Evans-Pritchard actually thinks that Ben Bernanke and Mervyn King saved the world from a potential calamity.

"The $1.7T created out of nothing will vanish as the bonds are sold on the open market. Not too quickly, let us hope. Easy money must cushion the blow of spending cuts. Even talk of ending QE amounts to tightening. While the US economy has begun to create jobs again – plus 114,000 in March, stripping out short-term census workers – there were false dawns in 2002 and 1982. The broader U6 jobless rate nudged up to 16.9pc.

Bond vigilantes ask who will step into the Fed's shoes to soak up the flood of debt from Washington, whether from the Obama Treasury or from Fannie Mae and Freddie Mac – the mortgage giants on death row".

As we have noted here last week, Treasury yields have risen significantly in recent days. Evans notes that 30-year mortgages have risen to 5.08% from 4.71% in December. "The US housing market looks too sickly to withstand this. New home sales have fallen for four months in a row, dropping to a half-century low in February. The inventory of unsold homes has jumped to 8.6 months supply. Some 24pc of mortgages are in negative equity".

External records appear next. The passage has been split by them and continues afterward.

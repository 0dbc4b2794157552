//! Calibration tables for simulator gauges
//!
//! Raw values exported by the simulator are rarely in engineering units. A
//! needle argument of `0.35` might mean 140 knots on one gauge and 3500 feet on
//! another, and the mapping is usually non-linear. This crate provides the
//! piecewise-linear table used to convert those raw scalars.

#![deny(unsafe_op_in_unsafe_fn)]
#![deny(clippy::unwrap_used)]

pub mod points;

pub use points::*;

use thiserror::Error;

#[derive(Error, Debug, Clone, PartialEq)]
pub enum CalibrationError {
    #[error("Calibration table has no points")]
    Empty,

    #[error("Calibration point {index} is not finite")]
    NonFinite { index: usize },

    #[error("Calibration input {input} appears more than once")]
    DuplicateInput { input: f64 },
}

pub type CalibrationResult<T> = Result<T, CalibrationError>;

We prepared this chart that shows the yields rising on most Treasuries, and their effect on the TLT and TBT ETFs:



He concludes:

"My fear is that the Fed will repeat the mistake – in this case by reversing QE too soon. The problem is Mr Bernanke's ideological doctrine of "creditism".
Is the Fed chairman worshipping a false religion? Was Milton Friedman right in arguing that the quantity of (broad) money is what is what matters most, not the credit mechanism?
Upon this abstruse doctrinal point will depend – perhaps – whether the Atlantic economies rise above stall speed or lurch into a double-dip recession".